Jalur perdagangan rempah memacuh berkembangnya beragam pengetahuan dan kebudayaan, yang bukan saja kelak menjadi warisan budaya Nusantara, namun juga menjadi warisan budaya bagi dunia. Membicarakan jampi bukan sekedar soal perilaku hidup sehat, namun lebih dari itu, yakni memori kolektif jampi-jampi yang mampu menumbuhkan kebanggaan dan rasa nasionalisme, serta memberikan pemaknaan penting tentang arti berbangsa.

Seiring dengan itu, pembudidayaan dan pengembangan rempah-rempah dan jampi dilakukan secara optimal, mencakup penggunaannya dalam industri kesehatan, kecantikan, kuliner, dan lainnya. Dengan demikian budaya jampi bisa meresap dalam benak masyarakat dan terlestarikan dengan baik dari generasi ke generasi.

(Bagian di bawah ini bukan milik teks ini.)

//! Disk persistence for generated screens, keyed by spot-function
//! name, accuracy flag, colorant name and detail (§4.1 supplement,
//! grounded on the original screen-export device's key scheme).
//!
//! Disk I/O itself is a collaborator (`ScreenStore`); this module only
//! fixes the record shape and wire format (`bincode` over a
//! `serde`-derived struct) that crosses that boundary.

use serde::{Deserialize, Serialize};

use crate::error::{HtError, Result};
use crate::screen::{CellBasis, Chalftone, Orientation, RenderParams};
use crate::types::{ColorantIndex, FormClassId, ObjectType, ScreenId};

/// Key a persisted screen is looked up by. Distinct from `ScreenKey`
/// (the in-memory cache key, which is spot/type/colorant-index based)
/// because disk records outlive a single interpreter session and must
/// be addressable by stable names rather than session-local indices.
#[derive(Debug, Clone, PartialEq, Eq, Hash, Serialize, Deserialize)]
pub struct ScreenRecordKey {
    pub spot_function_name: String,
    pub accurate: bool,
    pub colorant_name: String,
    pub detail: u32,
}

/// The bit-for-bit persisted form of a screen's rendering state.
#[derive(Debug, Clone, Serialize, Deserialize)]
pub struct ScreenRecord {
    pub basis: SerializableBasis,
    pub xcoords: Vec<i32>,
    pub ycoords: Vec<i32>,
    pub thxfer: Option<Vec<u16>>,
    pub frequency: f32,
    pub angle: f32,
    pub notones: u32,
    pub orientation: u8,
}

#[derive(Debug, Clone, Serialize, Deserialize)]
pub struct SerializableBasis {
    pub r1: i32,
    pub r2: i32,
    pub r3: i32,
    pub r4: i32,
    pub xdims: u32,
    pub ydims: u32,
}

impl From<CellBasis> for SerializableBasis {
    fn from(b: CellBasis) -> Self {
        SerializableBasis {
            r1: b.r1,
            r2: b.r2,
            r3: b.r3,
            r4: b.r4,
            xdims: b.xdims,
            ydims: b.ydims,
        }
    }
}

impl From<SerializableBasis> for CellBasis {
    fn from(b: SerializableBasis) -> Self {
        CellBasis {
            r1: b.r1,
            r2: b.r2,
            r3: b.r3,
            r4: b.r4,
            xdims: b.xdims,
            ydims: b.ydims,
        }
    }
}

fn orientation_to_u8(o: Orientation) -> u8 {
    match o {
        Orientation::Deg0 => 0,
        Orientation::Deg90 => 1,
        Orientation::Deg180 => 2,
        Orientation::Deg270 => 3,
    }
}

fn orientation_from_u8(v: u8) -> Orientation {
    match v % 4 {
        0 => Orientation::Deg0,
        1 => Orientation::Deg90,
        2 => Orientation::Deg180,
        _ => Orientation::Deg270,
    }
}

impl ScreenRecord {
    pub fn from_screen(screen: &Chalftone) -> Self {
        ScreenRecord {
            basis: screen.params.basis.into(),
            xcoords: screen.xcoords.clone(),
            ycoords: screen.ycoords.clone(),
            thxfer: screen.thxfer.clone(),
            frequency: screen.frequency,
            angle: screen.angle,
            notones: screen.notones,
            orientation: orientation_to_u8(screen.orientation),
        }
    }

    /// Rebuild a `Chalftone` from a persisted record. The caller
    /// supplies the parts that are session-local and not persisted
    /// (spot id, object type, colorant, form class assignment).
    pub fn to_screen(
        &self,
        id: ScreenId,
        spot: crate::types::SpotId,
        object_type: ObjectType,
        colorant: ColorantIndex,
        accurate: bool,
        form_class: FormClassId,
    ) -> Chalftone {
        let basis: CellBasis = self.basis.clone().into();
        let params = RenderParams {
            spot,
            object_type,
            colorant,
            basis,
            accurate,
            dot_centering: false,
            multi_threshold: self.thxfer.is_some(),
            supercell_actual: self.xcoords.len() as u32,
            depth_shift: 0,
            has_threshold: self.thxfer.is_some(),
        };
        let mut screen = Chalftone::new(
            id,
            params,
            self.xcoords.clone(),
            self.ycoords.clone(),
            self.thxfer.clone(),
            self.frequency,
            self.angle,
            self.notones,
            form_class,
        );
        screen.orientation = orientation_from_u8(self.orientation);
        screen
    }

    pub fn to_bytes(&self) -> Result<Vec<u8>> {
        bincode::serialize(self).map_err(|_| HtError::InvalidConfiguration("screen record serialization failed"))
    }

    pub fn from_bytes(bytes: &[u8]) -> Result<Self> {
        bincode::deserialize(bytes).map_err(|_| HtError::InvalidConfiguration("screen record deserialization failed"))
    }
}

/// Disk I/O collaborator: save/load a serialized screen record by key.
/// Implementations might back this with a filesystem directory, an
/// embedded key-value store, or an in-memory map for tests; this crate
/// only fixes what crosses the boundary (`ScreenRecord`'s bytes).
pub trait ScreenStore {
    fn save(&self, key: &ScreenRecordKey, record: &ScreenRecord) -> Result<()>;
    fn load(&self, key: &ScreenRecordKey) -> Result<Option<ScreenRecord>>;
}

/// An in-memory `ScreenStore`, useful for tests and as a default when
/// no persistent backing is configured.
#[derive(Default)]
pub struct MemoryScreenStore {
    entries: std::sync::Mutex<std::collections::HashMap<ScreenRecordKey, Vec<u8>>>,
}

impl ScreenStore for MemoryScreenStore {
    fn save(&self, key: &ScreenRecordKey, record: &ScreenRecord) -> Result<()> {
        let bytes = record.to_bytes()?;
        self.entries.lock().unwrap().insert(key.clone(), bytes);
        Ok(())
    }

    fn load(&self, key: &ScreenRecordKey) -> Result<Option<ScreenRecord>> {
        match self.entries.lock().unwrap().get(key) {
            Some(bytes) => Ok(Some(ScreenRecord::from_bytes(bytes)?)),
            None => Ok(None),
        }
    }
}

#[cfg(test)]
mod tests {
    use super::*;
    use crate::types::{ColorantIndex as CI, FormClassId, ObjectType, ScreenId};

    fn sample_screen() -> Chalftone {
        let params = RenderParams {
            spot: 1,
            object_type: ObjectType::Fill,
            colorant: CI::NONE,
            basis: CellBasis {
                r1: 8,
                r2: 0,
                r3: 0,
                r4: 8,
                xdims: 8,
                ydims: 8,
            },
            accurate: true,
            dot_centering: false,
            multi_threshold: false,
            supercell_actual: 3,
            depth_shift: 0,
            has_threshold: false,
        };
        Chalftone::new(
            ScreenId(0),
            params,
            vec![0, 4, 2],
            vec![0, 4, 6],
            None,
            150.0,
            45.0,
            15,
            FormClassId(0),
        )
    }

    #[test]
    fn record_roundtrips_through_memory_store() {
        let screen = sample_screen();
        let record = ScreenRecord::from_screen(&screen);
        let store = MemoryScreenStore::default();
        let key = ScreenRecordKey {
            spot_function_name: "Dot".into(),
            accurate: true,
            colorant_name: "Cyan".into(),
            detail: 0,
        };
        store.save(&key, &record).unwrap();
        let loaded = store.load(&key).unwrap().unwrap();
        assert_eq!(loaded.xcoords, screen.xcoords);
        assert_eq!(loaded.ycoords, screen.ycoords);
        assert_eq!(loaded.frequency, screen.frequency);
    }

    #[test]
    fn load_missing_key_returns_none() {
        let store = MemoryScreenStore::default();
        let key = ScreenRecordKey {
            spot_function_name: "Missing".into(),
            accurate: false,
            colorant_name: "None".into(),
            detail: 0,
        };
        assert!(store.load(&key).unwrap().is_none());
    }
}
use alloc::vec::Vec;
use codec::{Decode, DecodeWithMemTracking, Encode, MaxEncodedLen};
use frame_support::pallet_prelude::*;
use frame_system::pallet_prelude::*;
use scale_info::TypeInfo;
use serde::{Deserialize, Serialize};
use sp_lending::{AssetId, AssetKind, CurrentPrice, OnPriceUpdate, Price, PriceProvider};
use sp_runtime::{
	traits::{AtLeast32BitUnsigned, Zero},
	FixedPointNumber, RuntimeDebug,
};

#[cfg(feature = "runtime-benchmarks")]
mod benchmarking;
#[cfg(test)]
mod mock;
pub mod weights;

pub use pallet::*;
pub use weights::WeightInfo;

const LOG_TARGET: &str = "runtime::pricefeed";

/// One oracle's latest submission for an asset.
#[derive(
	Encode,
	Decode,
	DecodeWithMemTracking,
	Clone,
	PartialEq,
	Eq,
	RuntimeDebug,
	TypeInfo,
	MaxEncodedLen,
	Serialize,
	Deserialize,
)]
pub struct PostedPrice<AccountId, BlockNumber> {
	pub asset: AssetId,
	pub oracle: AccountId,
	pub price: Price,
	/// Last block at which the submission is taken into account.
	pub expiry: BlockNumber,
}

/// Registration details of a priceable asset.
#[derive(
	Encode,
	Decode,
	DecodeWithMemTracking,
	Clone,
	PartialEq,
	Eq,
	RuntimeDebug,
	TypeInfo,
	MaxEncodedLen,
	Serialize,
	Deserialize,
)]
pub struct AssetInfo<Description> {
	pub kind: AssetKind,
	pub description: Description,
}

pub type PostedPriceOf<T> =
	PostedPrice<<T as frame_system::Config>::AccountId, BlockNumberFor<T>>;
pub type CurrentPriceOf<T> = CurrentPrice<BlockNumberFor<T>>;
pub type DescriptionOf<T> = BoundedVec<u8, <T as Config>::MaxDescriptionLen>;
pub type AssetInfoOf<T> = AssetInfo<DescriptionOf<T>>;
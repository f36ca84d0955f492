// This file is part of Substrate.

// Copyright (C) Parity Technologies (UK) Ltd.
// SPDX-License-Identifier: Apache-2.0

// Licensed under the Apache License, Version 2.0 (the "License");
// you may not use this file except in compliance with the License.
// You may obtain a copy of the License at
//
// 	http://www.apache.org/licenses/LICENSE-2.0
//
// Unless required by applicable law or agreed to in writing, software
// distributed under the License is distributed on an "AS IS" BASIS,
// WITHOUT WARRANTIES OR CONDITIONS OF ANY KIND, either express or implied.
// See the License for the specific language governing permissions and
// limitations under the License.

#![allow(unused_parens)]
#![allow(unused_imports)]

use core::marker::PhantomData;
use frame_support::{
	traits::Get,
	weights::{constants::RocksDbWeight, Weight},
};

/// Weight functions needed for `pallet_cdp`.
pub trait WeightInfo {
	fn modify_cdp() -> Weight;
	fn set_global_debt_limit() -> Weight;
	fn set_collateral_params() -> Weight;
	fn revalue_cdps(c: u32) -> Weight;
}

/// Weights for `pallet_cdp` using the Substrate node and recommended hardware.
pub struct SubstrateWeight<T>(PhantomData<T>);
impl<T: frame_system::Config> WeightInfo for SubstrateWeight<T> {
	// Storage: `Cdp::CollateralParameters` (r:1 w:0)
	// Storage: `Cdp::Cdps` (r:1 w:1)
	// Storage: `PriceFeed::CurrentPrices` (r:2 w:0)
	// Storage: `Cdp::GlobalDebt` (r:1 w:1)
	// Storage: `Cdp::GlobalDebtLimit` (r:1 w:0)
	// Storage: `Cdp::CollateralStates` (r:1 w:1)
	// Storage: `Cdp::CdpCount` (r:1 w:1)
	// The balance ledger is accounted as two reads and two writes.
	fn modify_cdp() -> Weight {
		Weight::from_parts(61_508_000_u64, 6_196)
			.saturating_add(T::DbWeight::get().reads(10_u64))
			.saturating_add(T::DbWeight::get().writes(6_u64))
	}
	// Storage: `Cdp::GlobalDebtLimit` (r:0 w:1)
	fn set_global_debt_limit() -> Weight {
		Weight::from_parts(6_204_000_u64, 0)
			.saturating_add(T::DbWeight::get().writes(1_u64))
	}
	// Storage: `Cdp::CollateralParameters` (r:0 w:1)
	fn set_collateral_params() -> Weight {
		Weight::from_parts(7_911_000_u64, 0)
			.saturating_add(T::DbWeight::get().writes(1_u64))
	}
	// Storage: `Cdp::Cdps` (r:c w:c)
	// Storage: `Cdp::CollateralParameters` (r:c w:0)
	// Storage: `PriceFeed::CurrentPrices` (r:2 w:0)
	// Storage: `Cdp::GlobalDebt` (r:c w:0)
	// Storage: `Cdp::CollateralStates` (r:c w:0)
	fn revalue_cdps(c: u32) -> Weight {
		Weight::from_parts(4_870_000_u64, 3_593)
			// Standard Error: 9_214
			.saturating_add(Weight::from_parts(28_306_000_u64, 0).saturating_mul(c as u64))
			.saturating_add(T::DbWeight::get().reads(2_u64))
			.saturating_add(T::DbWeight::get().reads((4_u64).saturating_mul(c as u64)))
			.saturating_add(T::DbWeight::get().writes((1_u64).saturating_mul(c as u64)))
			.saturating_add(Weight::from_parts(0, 2_675).saturating_mul(c as u64))
	}
}

// For backwards compatibility and tests.
impl WeightInfo for () {
	fn modify_cdp() -> Weight {
		Weight::from_parts(61_508_000_u64, 6_196)
			.saturating_add(RocksDbWeight::get().reads(10_u64))
			.saturating_add(RocksDbWeight::get().writes(6_u64))
	}
	fn set_global_debt_limit() -> Weight {
		Weight::from_parts(6_204_000_u64, 0)
			.saturating_add(RocksDbWeight::get().writes(1_u64))
	}
	fn set_collateral_params() -> Weight {
		Weight::from_parts(7_911_000_u64, 0)
			.saturating_add(RocksDbWeight::get().writes(1_u64))
	}
	fn revalue_cdps(c: u32) -> Weight {
		Weight::from_parts(4_870_000_u64, 3_593)
			.saturating_add(Weight::from_parts(28_306_000_u64, 0).saturating_mul(c as u64))
			.saturating_add(RocksDbWeight::get().reads(2_u64))
			.saturating_add(RocksDbWeight::get().reads((4_u64).saturating_mul(c as u64)))
			.saturating_add(RocksDbWeight::get().writes((1_u64).saturating_mul(c as u64)))
			.saturating_add(Weight::from_parts(0, 2_675).saturating_mul(c as u64))
	}
}
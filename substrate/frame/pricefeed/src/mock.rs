// This file is part of Substrate.

// Copyright (C) Parity Technologies (UK) Ltd.
// SPDX-License-Identifier: Apache-2.0

// Licensed under the Apache License, Version 2.0 (the "License");
// you may not use this file except in compliance with the License.
// You may obtain a copy of the License at
//
// 	http://www.apache.org/licenses/LICENSE-2.0
//
// Unless required by applicable law or agreed to in writing, software
// distributed under the License is distributed on an "AS IS" BASIS,
// WITHOUT WARRANTIES OR CONDITIONS OF ANY KIND, either express or implied.
// See the License for the specific language governing permissions and
// limitations under the License.

//! Test mock for the price feed pallet.

use crate::{self as pallet_pricefeed, Config, CurrentPrices};
use frame_support::{
	construct_runtime, derive_impl, parameter_types,
	traits::{ConstU32, Hooks},
	weights::Weight,
};
use frame_system::EnsureRoot;
use sp_lending::{AssetId, Denom, OnPriceUpdate, Price};
use sp_runtime::{traits::IdentityLookup, BuildStorage, DispatchError};

pub type AccountId = u128;

pub const ALICE: AccountId = 1;
pub const BOB: AccountId = 2;
pub const CHARLIE: AccountId = 3;
pub const DAVE: AccountId = 4;

/// Weight reported by every successful revaluation.
pub const REVALUATION_WEIGHT: Weight = Weight::from_parts(1_000, 10);
pub const MAX_REVALUATION_WEIGHT: Weight = Weight::from_parts(50_000, 500);

type Block = frame_system::mocking::MockBlock<Test>;

construct_runtime!(
	pub enum Test {
		System: frame_system,
		PriceFeed: pallet_pricefeed,
	}
);

#[derive_impl(frame_system::config_preludes::TestDefaultConfig as frame_system::DefaultConfig)]
impl frame_system::Config for Test {
	type AccountId = AccountId;
	type Lookup = IdentityLookup<Self::AccountId>;
	type Block = Block;
}

parameter_types! {
	pub static Revalued: Vec<AssetId> = vec![];
	/// Canonical prices visible to each revaluation, in call order.
	pub static PricesSeen: Vec<Vec<(AssetId, Price)>> = vec![];
	pub static FailRevaluation: bool = false;
}

/// Records every revaluation, failing on demand.
pub struct RecordRevaluation;
impl OnPriceUpdate for RecordRevaluation {
	fn max_weight() -> Weight {
		MAX_REVALUATION_WEIGHT
	}

	fn on_price_update(asset: &AssetId) -> Result<Weight, DispatchError> {
		if FailRevaluation::get() {
			return Err(DispatchError::Other("revaluation failed"))
		}
		Revalued::mutate(|r| r.push(asset.clone()));
		let mut seen: Vec<(AssetId, Price)> =
			CurrentPrices::<Test>::iter().map(|(asset, p)| (asset, p.price)).collect();
		seen.sort();
		PricesSeen::mutate(|s| s.push(seen));
		Ok(REVALUATION_WEIGHT)
	}
}

impl Config for Test {
	type AdminOrigin = EnsureRoot<AccountId>;
	type OnPriceUpdate = RecordRevaluation;
	type MaxOracles = ConstU32<5>;
	type MaxDescriptionLen = ConstU32<64>;
	type WeightInfo = ();
}

pub fn denom(name: &str) -> Denom {
	Denom::truncate_from(name.as_bytes().to_vec())
}

pub fn ft(name: &str) -> AssetId {
	AssetId::fungible(denom(name))
}

pub fn nft(name: &str, instance: &str) -> AssetId {
	AssetId::non_fungible(denom(name), denom(instance))
}

pub fn price(n: u32) -> Price {
	Price::from_u32(n)
}

/// Close the current block the way the executive does.
pub fn finalize_block() {
	PriceFeed::on_finalize(System::block_number());
}

pub fn new_test_ext() -> sp_io::TestExternalities {
	sp_tracing::try_init_simple();

	let storage = RuntimeGenesisConfig {
		system: Default::default(),
		price_feed: pallet_pricefeed::GenesisConfig {
			assets: vec![
				(ft("xrp"), b"the standard".to_vec()),
				(ft("btc"), b"a description".to_vec()),
				(nft("art", "1"), b"a painting".to_vec()),
			],
			oracles: vec![ALICE, BOB, CHARLIE],
		},
	}
	.build_storage()
	.unwrap();

	let mut ext: sp_io::TestExternalities = storage.into();
	ext.execute_with(|| System::set_block_number(1));
	ext
}
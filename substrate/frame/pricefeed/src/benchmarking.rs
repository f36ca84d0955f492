// This file is part of Substrate.

// Copyright (C) Parity Technologies (UK) Ltd.
// SPDX-License-Identifier: Apache-2.0

// Licensed under the Apache License, Version 2.0 (the "License");
// you may not use this file except in compliance with the License.
// You may obtain a copy of the License at
//
// 	http://www.apache.org/licenses/LICENSE-2.0
//
// Unless required by applicable law or agreed to in writing, software
// distributed under the License is distributed on an "AS IS" BASIS,
// WITHOUT WARRANTIES OR CONDITIONS OF ANY KIND, either express or implied.
// See the License for the specific language governing permissions and
// limitations under the License.

//! Price feed pallet benchmarking.

use super::*;

use frame_benchmarking::v2::*;
use frame_support::traits::{EnsureOrigin, Hooks};
use frame_system::RawOrigin;
use sp_runtime::FixedPointNumber;

const SEED: u32 = 0;

fn asset(i: u32) -> AssetId {
	let name = BoundedVec::truncate_from(alloc::format!("asset{i}").into_bytes());
	AssetId::fungible(name)
}

fn register_asset<T: Config>(i: u32) -> AssetId {
	let asset = asset(i);
	Assets::<T>::insert(
		&asset,
		AssetInfo { kind: asset.kind(), description: BoundedVec::default() },
	);
	asset
}

/// Fill the oracle set and give every oracle a live submission for `asset`.
fn saturate_raw_prices<T: Config>(asset: &AssetId, expiry: BlockNumberFor<T>) {
	let mut prices = BoundedVec::<PostedPriceOf<T>, T::MaxOracles>::default();
	for i in 0..T::MaxOracles::get() {
		let oracle: T::AccountId = account("oracle", i, SEED);
		Oracles::<T>::insert(&oracle, ());
		let posted = PostedPrice {
			asset: asset.clone(),
			oracle,
			price: Price::saturating_from_integer(i + 1),
			expiry,
		};
		if prices.try_push(posted).is_err() {
			break
		}
	}
	RawPrices::<T>::insert(asset, prices);
}

#[benchmarks]
mod benchmarks {
	use super::*;

	#[benchmark]
	fn post_price() {
		let asset = register_asset::<T>(0);
		let expiry = frame_system::Pallet::<T>::block_number() + 10u32.into();
		saturate_raw_prices::<T>(&asset, expiry);
		// replace the submission found last
		let oracle: T::AccountId = account("oracle", T::MaxOracles::get() - 1, SEED);

		let price = Price::saturating_from_integer(7);

		#[extrinsic_call]
		_(RawOrigin::Signed(oracle.clone()), asset.clone(), price, expiry);

		assert!(RawPrices::<T>::get(&asset)
			.iter()
			.any(|p| p.oracle == oracle && p.price == price));
	}

	#[benchmark]
	fn add_asset() -> Result<(), BenchmarkError> {
		let origin =
			T::AdminOrigin::try_successful_origin().map_err(|_| BenchmarkError::Weightless)?;
		let asset = asset(0);
		let description =
			BoundedVec::truncate_from(alloc::vec![b'd'; T::MaxDescriptionLen::get() as usize]);

		#[extrinsic_call]
		_(origin as T::RuntimeOrigin, asset.clone(), description);

		assert!(Assets::<T>::contains_key(&asset));
		Ok(())
	}

	#[benchmark]
	fn add_oracle() -> Result<(), BenchmarkError> {
		let origin =
			T::AdminOrigin::try_successful_origin().map_err(|_| BenchmarkError::Weightless)?;
		let oracle: T::AccountId = account("oracle", 0, SEED);

		#[extrinsic_call]
		_(origin as T::RuntimeOrigin, oracle.clone());

		assert!(Oracles::<T>::contains_key(&oracle));
		Ok(())
	}

	#[benchmark]
	fn remove_oracle(a: Linear<1, 100>) -> Result<(), BenchmarkError> {
		let origin =
			T::AdminOrigin::try_successful_origin().map_err(|_| BenchmarkError::Weightless)?;
		let expiry = frame_system::Pallet::<T>::block_number() + 10u32.into();
		for i in 0..a {
			let asset = register_asset::<T>(i);
			saturate_raw_prices::<T>(&asset, expiry);
		}
		let oracle: T::AccountId = account("oracle", 0, SEED);

		#[extrinsic_call]
		_(origin as T::RuntimeOrigin, oracle.clone());

		assert!(!Oracles::<T>::contains_key(&oracle));
		Ok(())
	}

	#[benchmark]
	fn on_finalize(a: Linear<1, 100>) {
		let now = frame_system::Pallet::<T>::block_number();
		for i in 0..a {
			let asset = register_asset::<T>(i);
			saturate_raw_prices::<T>(&asset, now);
		}

		#[block]
		{
			Pallet::<T>::on_finalize(now);
		}

		assert!(CurrentPrices::<T>::get(asset(a - 1)).is_some_and(|p| !p.price.is_zero()));
	}

	impl_benchmark_test_suite!(Pallet, crate::mock::new_test_ext(), crate::mock::Test);
}
// This file is part of Substrate.

// Copyright (C) Parity Technologies (UK) Ltd.
// SPDX-License-Identifier: Apache-2.0

// Licensed under the Apache License, Version 2.0 (the "License");
// you may not use this file except in compliance with the License.
// You may obtain a copy of the License at
//
// 	http://www.apache.org/licenses/LICENSE-2.0
//
// Unless required by applicable law or agreed to in writing, software
// distributed under the License is distributed on an "AS IS" BASIS,
// WITHOUT WARRANTIES OR CONDITIONS OF ANY KIND, either express or implied.
// See the License for the specific language governing permissions and
// limitations under the License.

//! CDP pallet benchmarking.

use super::*;

use frame_benchmarking::v2::*;
use frame_support::traits::EnsureOrigin;
use frame_system::RawOrigin;
use sp_lending::Ratio;
use sp_runtime::{traits::One, FixedPointNumber};

const SEED: u32 = 0;

fn collateral_params() -> CollateralParams {
	CollateralParams {
		denom: BoundedVec::truncate_from(b"bench".to_vec()),
		liquidation_ratio: Ratio::saturating_from_rational(3, 2),
		debt_limit: Balance::MAX,
	}
}

/// Authorize a collateral kind without ceilings and price it together with the debt.
fn setup_collateral<T: Config>() -> CollateralToken {
	let params = collateral_params();
	let name = params.denom.clone();
	CollateralParameters::<T>::insert(&name, params);
	GlobalDebtLimit::<T>::put(Balance::MAX);

	let price = Price::saturating_from_integer(10);
	T::BenchmarkHelper::set_price(&AssetId::fungible(name.clone()), price);
	T::BenchmarkHelper::set_price(&AssetId::fungible(T::DebtDenom::get()), Price::one());
	CollateralToken::Fungible { name }
}

#[benchmarks]
mod benchmarks {
	use super::*;

	#[benchmark]
	fn modify_cdp() -> Result<(), BenchmarkError> {
		let token = setup_collateral::<T>();
		let owner: T::AccountId = whitelisted_caller();
		T::BenchmarkHelper::fund(&owner, token.name(), 2_000);
		// every aggregate already exists
		Pallet::<T>::do_modify_cdp(&owner, &token, 1_000, 1_000)?;

		let debt = Coin::new(T::DebtDenom::get(), 1_000);

		#[extrinsic_call]
		_(RawOrigin::Signed(owner.clone()), token.clone(), 1_000, debt);

		let cdp = Cdps::<T>::get(token.name(), (owner, None))
			.ok_or(BenchmarkError::Stop("cdp not stored"))?;
		assert_eq!(cdp.collateral.amount, 2_000);
		assert_eq!(cdp.liquidity.coin.amount, 2_000);
		Ok(())
	}

	#[benchmark]
	fn set_global_debt_limit() -> Result<(), BenchmarkError> {
		let origin =
			T::UpdateOrigin::try_successful_origin().map_err(|_| BenchmarkError::Weightless)?;

		#[extrinsic_call]
		_(origin as T::RuntimeOrigin, 1_000);

		assert_eq!(GlobalDebtLimit::<T>::get(), 1_000);
		Ok(())
	}

	#[benchmark]
	fn set_collateral_params() -> Result<(), BenchmarkError> {
		let origin =
			T::UpdateOrigin::try_successful_origin().map_err(|_| BenchmarkError::Weightless)?;
		let params = collateral_params();

		#[extrinsic_call]
		_(origin as T::RuntimeOrigin, params.clone());

		assert_eq!(CollateralParameters::<T>::get(&params.denom), Some(params));
		Ok(())
	}

	#[benchmark]
	fn revalue_cdps(c: Linear<0, { T::MaxCdps::get() }>) -> Result<(), BenchmarkError> {
		let token = setup_collateral::<T>();
		for i in 0..c {
			let owner: T::AccountId = account("owner", i, SEED);
			T::BenchmarkHelper::fund(&owner, token.name(), 100);
			Pallet::<T>::do_modify_cdp(&owner, &token, 100, 100)?;
		}
		// a new debt price revalues every CDP
		let debt = AssetId::fungible(T::DebtDenom::get());

		#[block]
		{
			Pallet::<T>::modify_cdps_of_asset_type(&debt)?;
		}

		assert_eq!(CdpCount::<T>::get(), c);
		Ok(())
	}

	impl_benchmark_test_suite!(Pallet, crate::mock::new_test_ext(), crate::mock::Test);
}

Tabib dan jampi juga tercantum dalam berbagai prasasti, membuktikan bahwa pada masa itu masyarakat sudah sangat peduli dengan kesehatan.

Misalnya, Prasasti Madhawapura. Kutipan dari bagian prasasti di sisi muka adalah "...Angawari (pembuat kuali), Acaraki (peracik dan penjual jamu), ...". Acaraki berasal dari bahasa sanskerta yang berarti orang yang meracik bahan-bahan dari alam untuk dijadikan jamu. Semnetara penjual jamu disebut Craki.

Kemudian ada Prasasti Bendosari. Prasasti yang juga disebut prasasti Manah i Manuk alias prasasti Jayasong. Prasasti berangka tahun 1360 Masehi. Kutipan dari bagian prasasti tersebut adalah "...kepada orang-orang tua dalam pertapaan di Pakandangan, sebidang sawah 16 lirih (satuan ukuran luas tanah), kepada lingkaran perdikan di Kuku 2 lirih, kepada Janggan (tabib desa) ..."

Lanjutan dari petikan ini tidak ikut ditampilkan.